Stored data
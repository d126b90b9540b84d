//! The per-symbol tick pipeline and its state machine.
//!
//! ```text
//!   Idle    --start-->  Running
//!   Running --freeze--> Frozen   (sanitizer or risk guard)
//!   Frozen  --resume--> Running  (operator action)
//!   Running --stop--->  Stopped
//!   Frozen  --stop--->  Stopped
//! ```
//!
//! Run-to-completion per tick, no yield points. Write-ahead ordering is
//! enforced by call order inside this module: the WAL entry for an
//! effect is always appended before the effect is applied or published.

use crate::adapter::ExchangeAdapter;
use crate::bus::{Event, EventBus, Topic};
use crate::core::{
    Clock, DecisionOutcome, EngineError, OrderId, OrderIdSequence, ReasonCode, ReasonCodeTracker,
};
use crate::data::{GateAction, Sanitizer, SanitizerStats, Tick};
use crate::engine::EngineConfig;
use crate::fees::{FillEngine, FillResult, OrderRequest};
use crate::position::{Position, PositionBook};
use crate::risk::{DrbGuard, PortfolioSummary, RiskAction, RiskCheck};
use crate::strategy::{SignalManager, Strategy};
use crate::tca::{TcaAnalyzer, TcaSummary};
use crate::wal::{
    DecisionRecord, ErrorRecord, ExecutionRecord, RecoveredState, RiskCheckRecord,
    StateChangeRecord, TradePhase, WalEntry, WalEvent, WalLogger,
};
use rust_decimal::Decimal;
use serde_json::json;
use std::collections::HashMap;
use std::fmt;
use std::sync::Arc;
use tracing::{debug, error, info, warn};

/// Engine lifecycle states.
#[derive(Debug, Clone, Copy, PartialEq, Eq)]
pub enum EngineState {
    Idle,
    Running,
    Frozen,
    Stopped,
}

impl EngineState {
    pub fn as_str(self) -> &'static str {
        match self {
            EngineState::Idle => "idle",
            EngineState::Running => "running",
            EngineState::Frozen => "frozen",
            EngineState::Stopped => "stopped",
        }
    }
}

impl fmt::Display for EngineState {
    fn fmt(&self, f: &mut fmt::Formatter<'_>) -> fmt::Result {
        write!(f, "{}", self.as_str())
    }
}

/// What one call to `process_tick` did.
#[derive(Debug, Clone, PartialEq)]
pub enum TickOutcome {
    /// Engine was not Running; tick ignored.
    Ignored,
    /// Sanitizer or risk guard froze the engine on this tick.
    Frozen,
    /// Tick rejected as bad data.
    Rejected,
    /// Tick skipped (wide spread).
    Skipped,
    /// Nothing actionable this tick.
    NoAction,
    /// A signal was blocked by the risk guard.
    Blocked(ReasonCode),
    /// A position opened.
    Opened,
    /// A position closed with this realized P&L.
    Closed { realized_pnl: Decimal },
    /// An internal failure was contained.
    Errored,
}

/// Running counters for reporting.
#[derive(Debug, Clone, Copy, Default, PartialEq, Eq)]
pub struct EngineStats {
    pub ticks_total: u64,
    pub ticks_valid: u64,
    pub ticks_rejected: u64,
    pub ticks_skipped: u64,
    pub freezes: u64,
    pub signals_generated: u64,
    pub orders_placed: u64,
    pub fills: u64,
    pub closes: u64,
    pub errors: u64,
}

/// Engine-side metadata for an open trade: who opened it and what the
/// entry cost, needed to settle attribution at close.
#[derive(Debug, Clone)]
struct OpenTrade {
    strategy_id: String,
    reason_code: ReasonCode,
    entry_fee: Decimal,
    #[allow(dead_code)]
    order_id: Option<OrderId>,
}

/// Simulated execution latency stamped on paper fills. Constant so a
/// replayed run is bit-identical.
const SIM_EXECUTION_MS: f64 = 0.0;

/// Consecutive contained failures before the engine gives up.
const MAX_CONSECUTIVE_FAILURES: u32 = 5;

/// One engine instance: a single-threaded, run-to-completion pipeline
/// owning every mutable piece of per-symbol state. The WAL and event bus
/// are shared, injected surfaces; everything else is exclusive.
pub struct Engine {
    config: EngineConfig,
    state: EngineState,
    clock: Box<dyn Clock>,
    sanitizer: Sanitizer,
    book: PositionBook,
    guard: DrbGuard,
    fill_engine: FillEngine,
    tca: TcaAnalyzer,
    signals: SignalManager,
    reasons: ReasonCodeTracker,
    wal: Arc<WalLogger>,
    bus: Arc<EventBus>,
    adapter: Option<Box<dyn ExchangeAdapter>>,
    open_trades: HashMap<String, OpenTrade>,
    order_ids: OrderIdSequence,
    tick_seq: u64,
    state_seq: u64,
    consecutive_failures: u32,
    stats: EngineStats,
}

[Activity]
Tally the lines above in which the string "ReasonCodeTracker" occurs, and give the total with nothing added.

[Response]
2